Fig. 6: Rescue the DNMT3A hotspot mutation-induced CpG hypo-methylation and cytokine-independent growth in TF-1 cells.

a Principal component analysis (PCA) using the Infinium methylationEPIC array profiles of TF-1 cells with ectopic expression of the indicated DNMT3A, in comparison to vector control (mock). b Venn diagram using the differentially methylated CpGs (DMCs) exhibiting hypomethylation in TF-1 cells with a DNMT3A hotspot mutant (top: R882C; bottom: R882H) and those re-methylated by an additionally introduced mutation (R676K or M674T/R676K; △beta value greater than 10% and q value less than 0.01 using paired t test). c Heatmap showing the methylation level (beta values) at 20,888 DMCs that were hypomethylated upon transduction of a DNMT3A hotspot mutant when compared to mock. d DNA methylation levels (beta value in the y-axis) of DMCs at EFL4, FOSL2, KDM2A, and HOXB3 in TF-1 cells with ectopic expression of the indicated DNMT3A. e–g Effect of the polymerization-attenuating mutation, either R676K or M674T/R676K, on the GM-CSF (cytokine)-independent proliferation of TF-1 cells, which were transduced with WT DNMT3A (e) or a hotspot mutant (R882C (f) or R882H (g)).

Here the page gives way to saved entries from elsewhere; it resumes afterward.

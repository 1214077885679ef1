// Copyright (C) 2026 Fred Clausen
// Use of this source code is governed by an MIT-style
// license that can be found in the LICENSE file or at
// https://opensource.org/licenses/MIT.

//! SQLite-specific backend utilities.
//!
//! This module contains SQLite-specific initialization, migration,
//! and helper functions that cannot be expressed in Diesel DSL.
//!
//! This module is limited to:
//! - Connection initialization
//! - Migration execution
//! - SQLite-specific configuration (PRAGMA statements)
//! - SQLite-specific workarounds (e.g., `last_insert_rowid()`)

use diesel::dsl::sql;
use diesel::prelude::*;
use diesel::sql_types::{BigInt, Integer};
use diesel::{Connection, RunQueryDsl, SqliteConnection};
use diesel_migrations::{EmbeddedMigrations, MigrationHarness, embed_migrations};
use tracing::info;

use crate::error::PersistenceError;

/// Embedded `SQLite` migrations.
pub const MIGRATIONS: EmbeddedMigrations = embed_migrations!("migrations");

/// Helper row struct for PRAGMA queries.
///
/// This is a justified use of raw SQL as Diesel has no PRAGMA DSL.
#[derive(QueryableByName)]
struct PragmaRow {
    #[diesel(sql_type = Integer)]
    foreign_keys: i32,
}

/// Helper function to get the last inserted row ID.
///
/// `SQLite` doesn't support `RETURNING` clauses in all contexts,
/// so we must query `last_insert_rowid()`.
///
/// # Errors
///
/// Returns an error if the query fails.
pub fn get_last_insert_rowid(conn: &mut SqliteConnection) -> Result<i64, PersistenceError> {
    Ok(diesel::select(sql::<BigInt>("last_insert_rowid()")).get_result(conn)?)
}

/// Verifies that foreign key enforcement is enabled.
///
/// Member rows reference teams and audit rows reference actors, so
/// the database must enforce referential integrity.
///
/// # Errors
///
/// Returns an error if foreign key enforcement is not enabled.
pub fn verify_foreign_key_enforcement(conn: &mut SqliteConnection) -> Result<(), PersistenceError> {
    // NOTE: PRAGMA is raw SQL (justified - Diesel has no PRAGMA DSL)
    let foreign_keys_enabled: i32 = diesel::sql_query("PRAGMA foreign_keys")
        .get_result::<PragmaRow>(conn)?
        .foreign_keys;

    if foreign_keys_enabled == 0 {
        return Err(PersistenceError::ForeignKeyEnforcementNotEnabled);
    }

    info!("SQLite foreign key enforcement is enabled");
    Ok(())
}

/// Run pending migrations on the provided connection.
///
/// # Errors
///
/// Returns an error if migration execution fails.
pub fn run_migrations(
    conn: &mut SqliteConnection,
) -> Result<(), Box<dyn std::error::Error + Send + Sync>> {
    info!("Running SQLite database migrations");
    conn.run_pending_migrations(MIGRATIONS)?;
    Ok(())
}

/// Initialize a `SQLite` database at the given URL and run migrations.
///
/// # Arguments
///
/// * `database_url` - The `SQLite` database URL (e.g., `":memory:"` or file path)
///
/// # Errors
///
/// Returns an error if connection or migration fails.
pub fn initialize_database(database_url: &str) -> Result<SqliteConnection, PersistenceError> {
    info!("Initializing SQLite database at: {}", database_url);

    let mut conn: SqliteConnection = SqliteConnection::establish(database_url)
        .map_err(|e| PersistenceError::DatabaseConnectionFailed(e.to_string()))?;

    // Enable foreign key enforcement
    // NOTE: PRAGMA is raw SQL (justified - Diesel has no PRAGMA DSL)
    diesel::sql_query("PRAGMA foreign_keys = ON")
        .execute(&mut conn)
        .map_err(|e| PersistenceError::QueryFailed(e.to_string()))?;

    run_migrations(&mut conn).map_err(|e| PersistenceError::MigrationFailed(e.to_string()))?;

    Ok(conn)
}

/// Enable WAL mode for file-based `SQLite` databases.
///
/// WAL (Write-Ahead Logging) mode provides better read concurrency
/// for file-based databases.
///
/// # Errors
///
/// Returns an error if the PRAGMA statement fails.
pub fn enable_wal_mode(conn: &mut SqliteConnection) -> Result<(), PersistenceError> {
    // NOTE: PRAGMA is raw SQL (justified - Diesel has no PRAGMA DSL)
    diesel::sql_query("PRAGMA journal_mode = WAL")
        .execute(conn)
        .map_err(|e| PersistenceError::QueryFailed(e.to_string()))?;
    Ok(())
}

The total cell numbers at day 20 post-removal of GM-CSF were used for paired t test (n = 3 biological replicates). Data are mean ± SD. Statistical analysis used a two-tailed paired t test. n.s, not significant (p > 0.05). **p = 0.0013 (R882C vs vector), **p = 0.0056 (R882C vs R882C/R676K), **p = 0.0021 (R882C vs R882C/M674T/R676K), **p = 0.0045 (R882H vs vector), **p = 0.0066 (R882H vs R882H/R676K), **p = 0.0077 (R882H vs R882C/M674T/R676K), and *p = 0.0276 (R882H/R676K vs R882H/M674T/R676K).